Oak Ridge, because of this competition, will receive $25 million in funding from the Department of Energy this year for developing this leadership class facility, and the Department has requested an additional $25 million for this activity for next year.

Secretary Abraham's decision will put the United States back in the leadership position in high-performance computing by supporting the development of a 50-teraflop high-end computing facility capable of performing 50 trillion calculations per second.

Why is that important to us? It will permit us in this country to address many scientific problems. For example, we have great debates in this Chamber about global warming and climate change. We base a lot of important policy decisions about clean air regulations-decisions that cost us money-on what is happening in the Earth's climate. This high-end, advanced computing will help us simulate the Earth's climate and have better science upon which to make our policy decisions about global warming.

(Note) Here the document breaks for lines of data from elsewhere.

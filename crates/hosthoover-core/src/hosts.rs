//! Subnet expansion into host addresses

use std::net::{IpAddr, Ipv4Addr, Ipv6Addr};

use ipnetwork::IpNetwork;

use crate::error::CoreError;

/// Largest number of hosts a single run may target
pub const MAX_HOSTS: u128 = 65_536;

/// Usable host addresses of a subnet, in ascending order.
///
/// IPv4 drops the network and broadcast addresses except for /31 (both
/// addresses) and /32 (the single address). IPv6 drops the subnet-router
/// anycast address except for /127 and /128.
pub fn enumerate(range: &str) -> Result<Vec<IpAddr>, CoreError> {
    let invalid = |reason: String| CoreError::InvalidRange {
        range: range.to_string(),
        reason,
    };

    let network: IpNetwork = range.trim().parse().map_err(|e| invalid(format!("{e}")))?;

    let hosts: Vec<IpAddr> = match network {
        IpNetwork::V4(net) => {
            let host_bits = 32 - u32::from(net.prefix());
            let base = u32::from(net.network());
            let (first, count) = match host_bits {
                0 => (base, 1u64),
                1 => (base, 2),
                bits => (base + 1, (1u64 << bits) - 2),
            };
            if u128::from(count) > MAX_HOSTS {
                return Err(invalid(format!(
                    "{count} hosts exceeds the limit of {MAX_HOSTS}"
                )));
            }
            (0..count)
                .map(|offset| IpAddr::V4(Ipv4Addr::from(first + offset as u32)))
                .collect()
        }
        IpNetwork::V6(net) => {
            let host_bits = 128 - u32::from(net.prefix());
            if host_bits > 17 {
                return Err(invalid(format!(
                    "/{} holds more than {MAX_HOSTS} hosts",
                    net.prefix()
                )));
            }
            let base = u128::from(net.network());
            let (first, count) = match host_bits {
                0 => (base, 1u128),
                1 => (base, 2),
                bits => (base + 1, (1u128 << bits) - 1),
            };
            if count > MAX_HOSTS {
                return Err(invalid(format!(
                    "{count} hosts exceeds the limit of {MAX_HOSTS}"
                )));
            }
            (0..count)
                .map(|offset| IpAddr::V6(Ipv6Addr::from(first + offset)))
                .collect()
        }
    };

    if hosts.is_empty() {
        return Err(invalid("no usable host addresses".into()));
    }
    Ok(hosts)
}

High-performance computing is also required to model and simulate the plasma phenomena to examine whether fusion power can become a reality. We have enormous debates, and we have not resolved the energy picture. If fusion were an option, we would have a completely different energy picture in the world today because it would offer the promise of virtually no-cost or low-cost energy for people all around the world. Nanoscience has the possibility of revolutionizing chemistry and materials sciences. Yet the full benefit of nanoscience may not be achieved without detailed simulation of quantum interactions.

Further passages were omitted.